Your assignment
Within the lines below, find those that hold the string "Clone" and copy each one.

Extracted records

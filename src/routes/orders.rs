use axum::{
    Json, Router,
    extract::{Path, Query, State},
    routing::{get, post, put},
};
use uuid::Uuid;

use crate::{
    dto::orders::{
        CheckoutRequest, MonthlyRevenueList, OrderDto, OrderList, OrderWithDetails, RevenueTotal,
        StatusOrderList,
    },
    error::AppResult,
    middleware::auth::AuthUser,
    response::ApiResponse,
    routes::params::{CancelQuery, OrderListQuery, RevenueQuery},
    services::order_service,
    state::AppState,
};

pub fn checkout_router() -> Router<AppState> {
    Router::new().route("/", post(checkout))
}

pub fn router() -> Router<AppState> {
    Router::new()
        .route("/", get(list_my_orders))
        .route("/all", get(list_all_orders))
        .route("/statuses", get(list_statuses))
        .route("/revenue", get(revenue_between))
        .route("/revenue/last-12-months", get(revenue_last_12_months))
        .route("/user/{user_id}", get(list_user_orders))
        .route("/cancel/{order_id}", put(cancel_order))
        .route("/{order_id}", get(get_order))
        .route("/{order_id}/status/{status_id}", put(update_order_status))
}

#[utoipa::path(
    post,
    path = "/api/checkout",
    request_body = CheckoutRequest,
    responses(
        (status = 200, description = "Order placed", body = ApiResponse<OrderWithDetails>),
        (status = 400, description = "Cart mismatch, stock or voucher problem"),
        (status = 404, description = "Address or voucher not found")
    ),
    security(("bearer_auth" = [])),
    tag = "Orders"
)]
pub async fn checkout(
    State(state): State<AppState>,
    user: AuthUser,
    Json(payload): Json<CheckoutRequest>,
) -> AppResult<Json<ApiResponse<OrderWithDetails>>> {
    let resp = order_service::checkout(&state, &user, payload).await?;
    Ok(Json(resp))
}

#[utoipa::path(
    get,
    path = "/api/orders",
    params(
        ("page" = Option<i64>, Query, description = "Page number, default 1"),
        ("per_page" = Option<i64>, Query, description = "Items per page, default 20"),
        ("status_id" = Option<i32>, Query, description = "Filter by status"),
        ("sort_order" = Option<String>, Query, description = "Sort order: asc, desc")
    ),
    responses(
        (status = 200, description = "Orders of the current user", body = ApiResponse<OrderList>)
    ),
    security(("bearer_auth" = [])),
    tag = "Orders"
)]
pub async fn list_my_orders(
    State(state): State<AppState>,
    user: AuthUser,
    Query(query): Query<OrderListQuery>,
) -> AppResult<Json<ApiResponse<OrderList>>> {
    let resp = order_service::list_my_orders(&state, &user, query).await?;
    Ok(Json(resp))
}

#[utoipa::path(
    get,
    path = "/api/orders/all",
    params(
        ("page" = Option<i64>, Query, description = "Page number, default 1"),
        ("per_page" = Option<i64>, Query, description = "Items per page, default 20"),
        ("status_id" = Option<i32>, Query, description = "Filter by status"),
        ("sort_order" = Option<String>, Query, description = "Sort order: asc, desc")
    ),
    responses(
        (status = 200, description = "All orders", body = ApiResponse<OrderList>),
        (status = 403, description = "Admin only")
    ),
    security(("bearer_auth" = [])),
    tag = "Orders"
)]
pub async fn list_all_orders(
    State(state): State<AppState>,
    user: AuthUser,
    Query(query): Query<OrderListQuery>,
) -> AppResult<Json<ApiResponse<OrderList>>> {
    let resp = order_service::get_all_orders(&state, &user, query).await?;
    Ok(Json(resp))
}

#[utoipa::path(
    get,
    path = "/api/orders/statuses",
    responses(
        (status = 200, description = "Order statuses", body = ApiResponse<StatusOrderList>)
    ),
    tag = "Orders"
)]
pub async fn list_statuses(
    State(state): State<AppState>,
) -> AppResult<Json<ApiResponse<StatusOrderList>>> {
    let resp = order_service::list_status_orders(&state).await?;
    Ok(Json(resp))
}

#[utoipa::path(
    get,
    path = "/api/orders/user/{user_id}",
    params(("user_id" = Uuid, Path, description = "User ID")),
    responses(
        (status = 200, description = "Orders of a user, contact masked unless owner", body = ApiResponse<OrderList>),
        (status = 403, description = "Forbidden")
    ),
    security(("bearer_auth" = [])),
    tag = "Orders"
)]
pub async fn list_user_orders(
    State(state): State<AppState>,
    user: AuthUser,
    Path(user_id): Path<Uuid>,
) -> AppResult<Json<ApiResponse<OrderList>>> {
    let resp = order_service::get_user_orders(&state, &user, user_id).await?;
    Ok(Json(resp))
}

#[utoipa::path(
    get,
    path = "/api/orders/{order_id}",
    params(("order_id" = Uuid, Path, description = "Order ID")),
    responses(
        (status = 200, description = "Order with its lines", body = ApiResponse<OrderWithDetails>),
        (status = 404, description = "Order not found")
    ),
    security(("bearer_auth" = [])),
    tag = "Orders"
)]
pub async fn get_order(
    State(state): State<AppState>,
    user: AuthUser,
    Path(order_id): Path<Uuid>,
) -> AppResult<Json<ApiResponse<OrderWithDetails>>> {
    let resp = order_service::get_order_details(&state, &user, order_id).await?;
    Ok(Json(resp))
}

#[utoipa::path(
    put,
    path = "/api/orders/{order_id}/status/{status_id}",
    params(
        ("order_id" = Uuid, Path, description = "Order ID"),
        ("status_id" = i32, Path, description = "New status ID")
    ),
    responses(
        (status = 200, description = "Status updated", body = ApiResponse<OrderDto>),
        (status = 404, description = "Order or status not found")
    ),
    security(("bearer_auth" = [])),
    tag = "Orders"
)]
pub async fn update_order_status(
    State(state): State<AppState>,
    user: AuthUser,
    Path((order_id, status_id)): Path<(Uuid, i32)>,
) -> AppResult<Json<ApiResponse<OrderDto>>> {
    let resp = order_service::update_order_status(&state, &user, order_id, status_id).await?;
    Ok(Json(resp))
}

#[utoipa::path(
    put,
    path = "/api/orders/cancel/{order_id}",
    params(
        ("order_id" = Uuid, Path, description = "Order ID"),
        ("reason" = Option<String>, Query, description = "Cancellation reason for the email")
    ),
    responses(
        (status = 200, description = "Order cancelled", body = ApiResponse<OrderDto>),
        (status = 404, description = "Order not found")
    ),
    security(("bearer_auth" = [])),
    tag = "Orders"
)]
pub async fn cancel_order(
    State(state): State<AppState>,
    user: AuthUser,
    Path(order_id): Path<Uuid>,
    Query(query): Query<CancelQuery>,
) -> AppResult<Json<ApiResponse<OrderDto>>> {
    let resp =
        order_service::process_order_cancellation(&state, &user, order_id, query.reason).await?;
    Ok(Json(resp))
}

#[utoipa::path(
    get,
    path = "/api/orders/revenue",
    params(
        ("start_date" = String, Query, description = "First day, YYYY-MM-DD"),
        ("end_date" = String, Query, description = "Last day inclusive, YYYY-MM-DD")
    ),
    responses(
        (status = 200, description = "Revenue in the window", body = ApiResponse<RevenueTotal>),
        (status = 400, description = "Invalid window")
    ),
    security(("bearer_auth" = [])),
    tag = "Orders"
)]
pub async fn revenue_between(
    State(state): State<AppState>,
    user: AuthUser,
    Query(query): Query<RevenueQuery>,
) -> AppResult<Json<ApiResponse<RevenueTotal>>> {
    let resp = order_service::get_revenue_between_dates(&state, &user, query).await?;
    Ok(Json(resp))
}

#[utoipa::path(
    get,
    path = "/api/orders/revenue/last-12-months",
    responses(
        (status = 200, description = "Revenue per month", body = ApiResponse<MonthlyRevenueList>)
    ),
    security(("bearer_auth" = [])),
    tag = "Orders"
)]
pub async fn revenue_last_12_months(
    State(state): State<AppState>,
    user: AuthUser,
) -> AppResult<Json<ApiResponse<MonthlyRevenueList>>> {
    let resp = order_service::get_last_12_months_revenue(&state, &user).await?;
    Ok(Json(resp))
}
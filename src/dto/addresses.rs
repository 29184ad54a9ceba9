use serde::{Deserialize, Serialize};
use utoipa::ToSchema;

use crate::models::Address;

#[derive(Debug, Clone, Deserialize, ToSchema)]
pub struct AddressRequest {
    pub street: String,
    pub ward: String,
    pub district: String,
    pub province: String,
    #[serde(default)]
    pub is_default: bool,
}

#[derive(Debug, Serialize, ToSchema)]
pub struct AddressList {
    pub items: Vec<Address>,
}
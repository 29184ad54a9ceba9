mod common;

use petcare_api::{
    dto::addresses::AddressRequest, error::AppError, services::address_service,
};

fn address(street: &str, is_default: bool) -> AddressRequest {
    AddressRequest {
        street: street.into(),
        ward: "Phường Bến Nghé".into(),
        district: "Quận 1".into(),
        province: "TP. Hồ Chí Minh".into(),
        is_default,
    }
}

#[tokio::test]
async fn only_one_default_address_survives() -> anyhow::Result<()> {
    let Some(state) = common::setup_state().await? else {
        return Ok(());
    };
    let (user, _) = common::create_user(&state, "user").await?;

    let home = address_service::add_address(&state, &user, address("12 Lê Lợi", true))
        .await?
        .data
        .expect("address");
    let work = address_service::add_address(&state, &user, address("5 Nguyễn Huệ", true))
        .await?
        .data
        .expect("address");

    let defaults = |items: &[petcare_api::models::Address]| {
        items.iter().filter(|a| a.is_default).map(|a| a.id).collect::<Vec<_>>()
    };

    let listed = address_service::list_addresses(&state, &user).await?;
    let items = listed.data.map(|list| list.items).unwrap_or_default();
    assert_eq!(defaults(&items), vec![work.id]);

    address_service::update_address(&state, &user, home.id, address("12 Lê Lợi", true)).await?;
    let listed = address_service::list_addresses(&state, &user).await?;
    let items = listed.data.map(|list| list.items).unwrap_or_default();
    assert_eq!(defaults(&items), vec![home.id]);

    let first = address_service::first_address(&state, &user)
        .await?
        .data
        .expect("address");
    assert_eq!(first.id, home.id);
    assert!(first.full_address.contains("Quận 1"));
    Ok(())
}

#[tokio::test]
async fn foreign_address_is_not_found() -> anyhow::Result<()> {
    let Some(state) = common::setup_state().await? else {
        return Ok(());
    };
    let (owner, _) = common::create_user(&state, "user").await?;
    let (other, _) = common::create_user(&state, "user").await?;

    let home = address_service::add_address(&state, &owner, address("7 Hai Bà Trưng", false))
        .await?
        .data
        .expect("address");

    let result =
        address_service::update_address(&state, &other, home.id, address("hijack", true)).await;
    assert!(matches!(result, Err(AppError::NotFoundResource(_))));
    Ok(())
}
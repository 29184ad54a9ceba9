use axum::{
    Json, Router,
    extract::{Path, Query, State},
    routing::{delete, get, post, put},
};
use uuid::Uuid;

use crate::{
    dto::cart::{AddToCartRequest, CartList, StockUpdateList, UpdateCartRequest},
    error::AppResult,
    middleware::auth::AuthUser,
    models::CartItem,
    response::ApiResponse,
    routes::params::Pagination,
    services::cart_service,
    state::AppState,
};

pub fn router() -> Router<AppState> {
    Router::new()
        .route("/", get(cart_list))
        .route("/add", post(add_to_cart))
        .route("/update", put(update_cart_item))
        .route("/remove/{id}", delete(remove_from_cart))
        .route("/update-quantity", post(update_quantity))
        .route("/clear", delete(clear_cart))
}

#[utoipa::path(
    get,
    path = "/api/cart",
    params(
        ("page" = Option<i64>, Query, description = "Page number, default 1"),
        ("per_page" = Option<i64>, Query, description = "Items per page, default 20")
    ),
    responses(
        (status = 200, description = "List cart items for current user", body = ApiResponse<CartList>)
    ),
    security(("bearer_auth" = [])),
    tag = "Cart"
)]
pub async fn cart_list(
    State(state): State<AppState>,
    user: AuthUser,
    Query(pagination): Query<Pagination>,
) -> AppResult<Json<ApiResponse<CartList>>> {
    let resp = cart_service::list_cart(&state.pool, &user, pagination).await?;
    Ok(Json(resp))
}

#[utoipa::path(
    post,
    path = "/api/cart/add",
    request_body = AddToCartRequest,
    responses(
        (status = 200, description = "Item added, quantity capped at stock", body = ApiResponse<CartItem>),
        (status = 400, description = "Out of stock or invalid quantity"),
        (status = 404, description = "Product detail not found")
    ),
    security(("bearer_auth" = [])),
    tag = "Cart"
)]
pub async fn add_to_cart(
    State(state): State<AppState>,
    user: AuthUser,
    Json(payload): Json<AddToCartRequest>,
) -> AppResult<Json<ApiResponse<CartItem>>> {
    let resp = cart_service::add_to_cart(&state, &user, payload).await?;
    Ok(Json(resp))
}

#[utoipa::path(
    put,
    path = "/api/cart/update",
    request_body = UpdateCartRequest,
    responses(
        (status = 200, description = "Cart line updated", body = ApiResponse<CartItem>),
        (status = 400, description = "Item not in cart or above stock")
    ),
    security(("bearer_auth" = [])),
    tag = "Cart"
)]
pub async fn update_cart_item(
    State(state): State<AppState>,
    user: AuthUser,
    Json(payload): Json<UpdateCartRequest>,
) -> AppResult<Json<ApiResponse<CartItem>>> {
    let resp = cart_service::update_cart_item(&state, &user, payload).await?;
    Ok(Json(resp))
}

#[utoipa::path(
    delete,
    path = "/api/cart/remove/{id}",
    params(("id" = Uuid, Path, description = "Cart item ID")),
    responses(
        (status = 200, description = "Cart line removed", body = ApiResponse<serde_json::Value>),
        (status = 403, description = "Line belongs to another user"),
        (status = 404, description = "Cart item not found")
    ),
    security(("bearer_auth" = [])),
    tag = "Cart"
)]
pub async fn remove_from_cart(
    State(state): State<AppState>,
    user: AuthUser,
    Path(id): Path<Uuid>,
) -> AppResult<Json<ApiResponse<serde_json::Value>>> {
    let resp = cart_service::remove_cart_item(&state, &user, id).await?;
    Ok(Json(resp))
}

#[utoipa::path(
    post,
    path = "/api/cart/update-quantity",
    responses(
        (status = 200, description = "Stock decremented by cart contents", body = ApiResponse<StockUpdateList>),
        (status = 400, description = "Not enough stock")
    ),
    security(("bearer_auth" = [])),
    tag = "Cart"
)]
pub async fn update_quantity(
    State(state): State<AppState>,
    user: AuthUser,
) -> AppResult<Json<ApiResponse<StockUpdateList>>> {
    let resp = cart_service::update_quantity(&state, &user).await?;
    Ok(Json(resp))
}

#[utoipa::path(
    delete,
    path = "/api/cart/clear",
    responses(
        (status = 200, description = "Cart cleared", body = ApiResponse<serde_json::Value>),
        (status = 400, description = "Cart is empty")
    ),
    security(("bearer_auth" = [])),
    tag = "Cart"
)]
pub async fn clear_cart(
    State(state): State<AppState>,
    user: AuthUser,
) -> AppResult<Json<ApiResponse<serde_json::Value>>> {
    let resp = cart_service::clear_cart(&state, &user).await?;
    Ok(Json(resp))
}
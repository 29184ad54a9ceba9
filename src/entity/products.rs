use sea_orm::entity::prelude::*;

#[derive(Clone, Debug, PartialEq, DeriveEntityModel)]
#[sea_orm(table_name = "products")]
pub struct Model {
    #[sea_orm(primary_key)]
    pub id: Uuid,
    pub name: String,
    pub description: Option<String>,
    pub image_url: Option<String>,
    pub brand_id: Option<Uuid>,
    pub category_id: Option<Uuid>,
    pub created_at: DateTimeWithTimeZone,
}

#[derive(Copy, Clone, Debug, EnumIter, DeriveRelation)]
pub enum Relation {
    #[sea_orm(has_many = "super::product_details::Entity")]
    ProductDetails,
    #[sea_orm(has_many = "super::favorites::Entity")]
    Favorites,
}

impl Related<super::product_details::Entity> for Entity {
    fn to() -> RelationDef {
        Relation::ProductDetails.def()
    }
}

impl Related<super::favorites::Entity> for Entity {
    fn to() -> RelationDef {
        Relation::Favorites.def()
    }
}

impl ActiveModelBehavior for ActiveModel {}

Result below
#[derive(Debug, Clone, Deserialize, ToSchema)]
#[derive(Clone, Debug, PartialEq, DeriveEntityModel)]
#[derive(Copy, Clone, Debug, EnumIter, DeriveRelation)]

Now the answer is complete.